• _Work instructions_
Every line in the records below that holds "postgres" must be identified and copied.

Collected data
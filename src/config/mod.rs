//! Configuration management for Grantry
//!
//! Loads configuration from grantry.config.json (or YAML), then applies
//! environment overrides.

use crate::auth::ProviderConfig;
use crate::constants::*;
use crate::{GrantryError, Result};
use serde::{Deserialize, Serialize};
use std::path::Path;

/// Complete Grantry configuration
#[derive(Debug, Clone, Serialize, Deserialize)]
#[serde(rename_all = "camelCase")]
pub struct Config {
    /// Storage configuration (required)
    pub storage: StorageConfig,

    /// HTTP server configuration
    #[serde(skip_serializing_if = "Option::is_none")]
    pub http: Option<HttpConfig>,

    /// Authorization provider settings
    #[serde(skip_serializing_if = "Option::is_none")]
    pub oauth: Option<OAuthSettings>,

    /// Logging configuration
    #[serde(skip_serializing_if = "Option::is_none")]
    pub log: Option<LogConfig>,
}

/// Storage backend configuration
#[derive(Debug, Clone, Serialize, Deserialize)]
pub struct StorageConfig {
    /// Driver name (sqlite, postgres, memory)
    pub driver: String,

    /// Data source name / connection string
    #[serde(default)]
    pub dsn: String,
}

/// HTTP server configuration
#[derive(Debug, Clone, Serialize, Deserialize)]
#[serde(rename_all = "camelCase")]
pub struct HttpConfig {
    /// Host to bind to
    #[serde(default = "default_host")]
    pub host: String,

    /// Port to bind to
    #[serde(default = "default_port")]
    pub port: u16,

    /// Allowed CORS origins (e.g., ["https://example.com"])
    /// If not specified, defaults to localhost origins for development
    #[serde(skip_serializing_if = "Option::is_none")]
    pub allowed_origins: Option<Vec<String>>,

    /// Header set by the fronting login layer to the authenticated user id
    #[serde(default = "default_user_header")]
    pub user_header: String,
}

impl Default for HttpConfig {
    fn default() -> Self {
        Self {
            host: default_host(),
            port: default_port(),
            allowed_origins: None,
            user_header: default_user_header(),
        }
    }
}

/// Authorization provider settings. Durations are in seconds.
#[derive(Debug, Clone, Serialize, Deserialize)]
#[serde(rename_all = "camelCase")]
pub struct OAuthSettings {
    /// Length of generated codes and tokens
    #[serde(default = "default_token_length")]
    pub token_length: usize,

    /// Authorization code lifetime
    #[serde(default = "default_grant_expire")]
    pub grant_expire: i64,

    /// Access token lifetime
    #[serde(default = "default_token_expire")]
    pub token_expire: i64,

    /// How long expired tokens are kept before `gc` removes them
    #[serde(default = "default_token_retention")]
    pub token_retention: i64,
}

impl Default for OAuthSettings {
    fn default() -> Self {
        Self {
            token_length: default_token_length(),
            grant_expire: default_grant_expire(),
            token_expire: default_token_expire(),
            token_retention: default_token_retention(),
        }
    }
}

/// Logging configuration
#[derive(Debug, Clone, Serialize, Deserialize)]
pub struct LogConfig {
    /// Log level (debug, info, warn, error)
    #[serde(skip_serializing_if = "Option::is_none")]
    pub level: Option<String>,
}

fn default_host() -> String {
    DEFAULT_HTTP_HOST.to_string()
}

fn default_port() -> u16 {
    DEFAULT_HTTP_PORT
}

fn default_user_header() -> String {
    DEFAULT_USER_HEADER.to_string()
}

fn default_token_length() -> usize {
    DEFAULT_TOKEN_LENGTH
}

fn default_grant_expire() -> i64 {
    DEFAULT_GRANT_EXPIRE_SECS
}

fn default_token_expire() -> i64 {
    DEFAULT_TOKEN_EXPIRE_SECS
}

fn default_token_retention() -> i64 {
    DEFAULT_TOKEN_RETENTION_SECS
}

impl Config {
    /// Load configuration from the default file and the process environment
    pub fn load() -> Result<Self> {
        Self::load_with_env(CONFIG_FILE_NAME)
    }

    /// Load from `path`, apply environment overrides, validate
    pub fn load_with_env<P: AsRef<Path>>(path: P) -> Result<Self> {
        let mut config = Self::load_from_path(path)?;
        config.apply_env_overrides()?;
        config.validate()?;
        Ok(config)
    }

    /// Load configuration from specific path
    ///
    /// Supports both JSON and YAML formats based on file extension:
    /// - `.json` files are parsed as JSON
    /// - `.yaml` or `.yml` files are parsed as YAML
    /// - Files without extension default to JSON parsing
    pub fn load_from_path<P: AsRef<Path>>(path: P) -> Result<Self> {
        let path = path.as_ref();
        if !path.exists() {
            // Return default config if file doesn't exist
            return Ok(Self::default());
        }

        let content = std::fs::read_to_string(path)?;

        let config: Config = match path.extension().and_then(|s| s.to_str()) {
            Some("yaml") | Some("yml") => serde_yaml::from_str(&content).map_err(|e| {
                GrantryError::config(format!("Failed to parse YAML config: {}", e))
            })?,
            _ => serde_json::from_str(&content).map_err(|e| {
                GrantryError::config(format!("Failed to parse JSON config: {}", e))
            })?,
        };

        config.validate()?;

        Ok(config)
    }

    /// Save configuration to specific path, JSON or YAML by extension
    pub fn save_to_path<P: AsRef<Path>>(&self, path: P) -> Result<()> {
        let path_ref = path.as_ref();

        if let Some(parent) = path_ref.parent() {
            std::fs::create_dir_all(parent)?;
        }

        let content = match path_ref.extension().and_then(|s| s.to_str()) {
            Some("yaml") | Some("yml") => serde_yaml::to_string(self)?,
            _ => serde_json::to_string_pretty(self)?,
        };

        std::fs::write(path_ref, content)?;
        Ok(())
    }

    /// Apply overrides from the process environment
    pub fn apply_env_overrides(&mut self) -> Result<()> {
        self.apply_overrides_from(|key| std::env::var(key).ok())
    }

    /// Apply overrides using an arbitrary variable lookup
    pub fn apply_overrides_from<F>(&mut self, lookup: F) -> Result<()>
    where
        F: Fn(&str) -> Option<String>,
    {
        if let Some(driver) = lookup(ENV_STORAGE_DRIVER) {
            self.storage.driver = driver;
        }
        if let Some(dsn) = lookup(ENV_STORAGE_DSN) {
            self.storage.dsn = dsn;
        }

        let host = lookup(ENV_HTTP_HOST);
        let port = lookup(ENV_HTTP_PORT)
            .map(|v| parse_env::<u16>(ENV_HTTP_PORT, &v))
            .transpose()?;
        if host.is_some() || port.is_some() {
            let http = self.http.get_or_insert_with(HttpConfig::default);
            if let Some(host) = host {
                http.host = host;
            }
            if let Some(port) = port {
                http.port = port;
            }
        }

        let token_length = lookup(ENV_OAUTH_TOKEN_LENGTH)
            .map(|v| parse_env::<usize>(ENV_OAUTH_TOKEN_LENGTH, &v))
            .transpose()?;
        let grant_expire = lookup(ENV_OAUTH_GRANT_EXPIRE)
            .map(|v| parse_env::<i64>(ENV_OAUTH_GRANT_EXPIRE, &v))
            .transpose()?;
        let token_expire = lookup(ENV_OAUTH_TOKEN_EXPIRE)
            .map(|v| parse_env::<i64>(ENV_OAUTH_TOKEN_EXPIRE, &v))
            .transpose()?;

        if token_length.is_some() || grant_expire.is_some() || token_expire.is_some() {
            let oauth = self.oauth.get_or_insert_with(OAuthSettings::default);
            if let Some(v) = token_length {
                oauth.token_length = v;
            }
            if let Some(v) = grant_expire {
                oauth.grant_expire = v;
            }
            if let Some(v) = token_expire {
                oauth.token_expire = v;
            }
        }

        Ok(())
    }

    /// Validate configuration
    pub fn validate(&self) -> Result<()> {
        // Validate storage driver is supported
        match self.storage.driver.as_str() {
            "sqlite" | "postgres" => {
                if self.storage.dsn.is_empty() {
                    return Err(GrantryError::config("storage.dsn is required"));
                }
            }
            "memory" => {}
            "" => return Err(GrantryError::config("storage.driver is required")),
            other => {
                return Err(GrantryError::config(format!(
                    "Unsupported storage driver: '{}'. Supported: sqlite, postgres, memory",
                    other
                )));
            }
        }

        if let Some(ref http) = self.http {
            // Upper bound is enforced by u16
            if http.port == 0 {
                return Err(GrantryError::config("http.port must be nonzero (1-65535)"));
            }

            if http.host.is_empty() {
                return Err(GrantryError::config("http.host cannot be empty"));
            }

            if http.user_header.is_empty()
                || axum::http::HeaderName::from_bytes(http.user_header.as_bytes()).is_err()
            {
                return Err(GrantryError::config(format!(
                    "http.userHeader '{}' is not a valid header name",
                    http.user_header
                )));
            }

            if let Some(ref origins) = http.allowed_origins {
                for origin in origins {
                    // Basic URL validation - must start with http:// or https://
                    if !origin.starts_with("http://") && !origin.starts_with("https://") {
                        return Err(GrantryError::config(format!(
                            "Invalid CORS origin '{}': must start with http:// or https://",
                            origin
                        )));
                    }
                }
            }
        }

        if let Some(ref oauth) = self.oauth {
            if !(20..=255).contains(&oauth.token_length) {
                return Err(GrantryError::config(
                    "oauth.tokenLength must be between 20 and 255",
                ));
            }
            if oauth.grant_expire <= 0 {
                return Err(GrantryError::config(
                    "oauth.grantExpire must be greater than 0",
                ));
            }
            if oauth.token_expire <= 0 {
                return Err(GrantryError::config(
                    "oauth.tokenExpire must be greater than 0",
                ));
            }
            if oauth.token_retention < 0 {
                return Err(GrantryError::config(
                    "oauth.tokenRetention cannot be negative",
                ));
            }
        }

        Ok(())
    }

    /// HTTP settings, defaulted when the section is absent
    pub fn http_config(&self) -> HttpConfig {
        self.http.clone().unwrap_or_default()
    }

    /// Provider settings, defaulted when the section is absent
    pub fn oauth_settings(&self) -> OAuthSettings {
        self.oauth.clone().unwrap_or_default()
    }

    /// Immutable provider configuration
    pub fn provider_config(&self) -> ProviderConfig {
        let oauth = self.oauth_settings();
        ProviderConfig {
            token_length: oauth.token_length,
            grant_expire: chrono::Duration::seconds(oauth.grant_expire),
            token_expire: chrono::Duration::seconds(oauth.token_expire),
        }
    }

    /// Retention window used by `gc`
    pub fn token_retention(&self) -> chrono::Duration {
        chrono::Duration::seconds(self.oauth_settings().token_retention)
    }
}

fn parse_env<T: std::str::FromStr>(key: &str, value: &str) -> Result<T> {
    value
        .trim()
        .parse()
        .map_err(|_| GrantryError::config(format!("{} has an invalid value: '{}'", key, value)))
}

impl Default for Config {
    fn default() -> Self {
        Self {
            storage: StorageConfig {
                driver: "sqlite".to_string(),
                dsn: default_sqlite_dsn().to_string(),
            },
            http: Some(HttpConfig::default()),
            oauth: Some(OAuthSettings::default()),
            log: Some(LogConfig {
                level: Some("info".to_string()),
            }),
        }
    }
}

#[cfg(test)]
mod config_test;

• _Reply_
    /// Driver name (sqlite, postgres, memory)
            "sqlite" | "postgres" => {
                    "Unsupported storage driver: '{}'. Supported: sqlite, postgres, memory",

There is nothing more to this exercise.